You can still run unsigned software, but you need to approve 2? prompts, and also allow exception for every executable by going to Privacy & Security tab in settings.
IIRC there is a CLI command for achieving the same.
You can’t run unsigned software on Apple silicon. Note that when you build your software if you use Apple’s tools it will inject an ad-hoc signature into the product.
You very much _can_ run unsigned software on Apple silicon. At work my department has a bit less than 50 engineers with Macs (M1 to M4) and nobody complained that they can't build and run our product (using GCC from Homebrew, not Clang from Apple). But it involves some jumping through hoops, yes.

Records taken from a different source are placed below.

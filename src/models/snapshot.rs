use serde::{Deserialize, Serialize};

use super::{ChatMessage, JournalEntry, Mood};

/// Complete contents of the three record collections; the persisted layout.
#[derive(Debug, Clone, Default, Serialize, Deserialize, PartialEq)]
#[serde(rename_all = "camelCase")]
pub struct Snapshot {
    pub moods: Vec<Mood>,
    pub journal_entries: Vec<JournalEntry>,
    pub chat_messages: Vec<ChatMessage>,
}

impl Snapshot {
    pub fn is_empty(&self) -> bool {
        self.moods.is_empty() && self.journal_entries.is_empty() && self.chat_messages.is_empty()
    }
}
#[derive(Debug, thiserror::Error)]
pub enum AppError {
    #[error("Validation error: {0}")]
    Validation(String),

    #[error("Storage error: {0}")]
    Storage(#[from] std::io::Error),

    #[error("Serialization error: {0}")]
    Serialization(#[from] serde_json::Error),

    #[error("Internal error: {0}")]
    Internal(#[from] anyhow::Error),
}

impl From<validator::ValidationErrors> for AppError {
    fn from(errors: validator::ValidationErrors) -> Self {
        AppError::Validation(errors.to_string())
    }
}

impl AppError {
    /// Whether the in-memory state is still consistent after this error.
    /// Persistence failures happen after the mutation was applied.
    pub fn is_persistence_failure(&self) -> bool {
        matches!(self, AppError::Storage(_) | AppError::Serialization(_))
    }
}

pub type AppResult<T> = Result<T, AppError>;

As mentioned above you have to approve the binary two times (at least), being careful the first time because the dialog popup offers to remove the binary. Also since our product has some networking to do one has to mingle with firewall settings to allow the binary to do the networking.

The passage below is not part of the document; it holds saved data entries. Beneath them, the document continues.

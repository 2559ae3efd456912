use std::fs;
use std::io::ErrorKind;
use std::path::{Path, PathBuf};

use super::KeyValueStorage;
use crate::error::AppResult;

/// One JSON file per key inside a data directory.
#[derive(Debug, Clone)]
pub struct FileStorage {
    dir: PathBuf,
}

impl FileStorage {
    pub fn new(dir: impl Into<PathBuf>) -> Self {
        Self { dir: dir.into() }
    }

    pub fn dir(&self) -> &Path {
        &self.dir
    }

    pub fn path_for(&self, key: &str) -> PathBuf {
        let name: String = key
            .chars()
            .map(|c| if matches!(c, '/' | '\\' | ':') { '_' } else { c })
            .collect();
        self.dir.join(format!("{name}.json"))
    }
}

impl KeyValueStorage for FileStorage {
    fn get(&self, key: &str) -> AppResult<Option<String>> {
        match fs::read_to_string(self.path_for(key)) {
            Ok(raw) => Ok(Some(raw)),
            Err(e) if e.kind() == ErrorKind::NotFound => Ok(None),
            Err(e) => Err(e.into()),
        }
    }

    fn set(&self, key: &str, value: &str) -> AppResult<()> {
        fs::create_dir_all(&self.dir)?;

        // Write aside then rename so a crash never leaves a half-written value.
        let path = self.path_for(key);
        let tmp = path.with_extension("json.tmp");
        fs::write(&tmp, value)?;
        fs::rename(&tmp, &path)?;
        Ok(())
    }
}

To check I did this: removed the signature (LC_CODE_SIGNATURE section) using lief Python package (no affiliation, just looked suitable for the task), checked by otool that the section is indeed gone, started the binary - it worked. The spctl said that the binary is "rejected", but it says so about every non-Apple binary I checked on my machine so not informative. The codesign tool shows "is not signed at all" on the binary with stripped signature.
I'm not too well-versed in OSX system/dev tools, so if there is a more correct/precise method of checking the signatures I'd very much like to know.
Nope, 15.7.2. Maybe there are some settings, unknown to me, that are configured by MDM and that allow for such behaviour - our Macbooks are managed by the employer and are intended for development, so would be logical to set them up this way.
_A Mac with Apple silicon doesn’t permit native arm64 code to execute unless a valid signature is attached. This signature can be as simple as an ad hoc code signature (cf. codesign(1)) that doesn’t bear any actual identity from the secret half of an asymmetric key pair (it’s simply an unauthenticated measurement of the binary)._
_For binary compatibility, translated x86_64 code is permitted to execute through Rosetta with no signature information at all. No specific identity is conveyed to this code through the device-specific Secure Enclave signing procedure, and it executes with precisely the same limitations as native unsigned code executing on an Intel-based Mac._
The signature that gets added is vaguely a hash of the binary. You probably want to look at the UUID that gets injected into your binary instead of this.